### YOUR ASSIGNMENT
Nothing but the lines from the one with "group id must" through the end of the records below should be written out, and each must match word for word.

AVAILABLE DATA START

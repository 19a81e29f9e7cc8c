use crate::domain::model::Group;
use async_trait::async_trait;
use thiserror::Error;

/// Errors surfaced by store adapters. Core components translate these into
/// the caller-facing taxonomy at their boundary.
#[derive(Error, Debug)]
pub enum StoreError {
    #[error("store unavailable: {0}")]
    Unavailable(String),

    #[error("duplicate id: {0}")]
    DuplicateId(String),
}

pub type StoreResult<T> = std::result::Result<T, StoreError>;

/// Fast key-value mapping from group id to its current token. Exclusively
/// owns the current-token-per-group relation; at most one token per group.
#[async_trait]
pub trait TokenStore: Send + Sync {
    async fn get(&self, group_id: &str) -> StoreResult<Option<String>>;

    /// Overwrites any previous token for the group.
    async fn set(&self, group_id: &str, token: &str) -> StoreResult<()>;
}

/// Durable store of group documents, enforcing group-id uniqueness.
#[async_trait]
pub trait GroupRepository: Send + Sync {
    /// Fails with [`StoreError::DuplicateId`] if the group already exists.
    async fn insert(&self, group: Group) -> StoreResult<()>;

    async fn find(&self, group_id: &str) -> StoreResult<Option<Group>>;

    /// Whole-document write; last writer wins for the same group.
    async fn save(&self, group: &Group) -> StoreResult<()>;
}

/// Opaque token generator capability: two calls for the same group id must
/// produce different, non-predictable outputs with overwhelming probability.
pub trait TokenGenerator: Send + Sync {
    fn generate(&self, group_id: &str) -> String;
}

pub trait ConfigProvider: Send + Sync {
    /// Fixed shared secret gating all token-lifecycle operations.
    fn api_key(&self) -> &str;

    fn verbose(&self) -> bool;
}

AVAILABLE DATA END

### EXPECTED ANSWER
/// Opaque token generator capability: two calls for the same group id must
/// produce different, non-predictable outputs with overwhelming probability.
pub trait TokenGenerator: Send + Sync {
    fn generate(&self, group_id: &str) -> String;
}

pub trait ConfigProvider: Send + Sync {
    /// Fixed shared secret gating all token-lifecycle operations.
    fn api_key(&self) -> &str;

    fn verbose(&self) -> bool;
}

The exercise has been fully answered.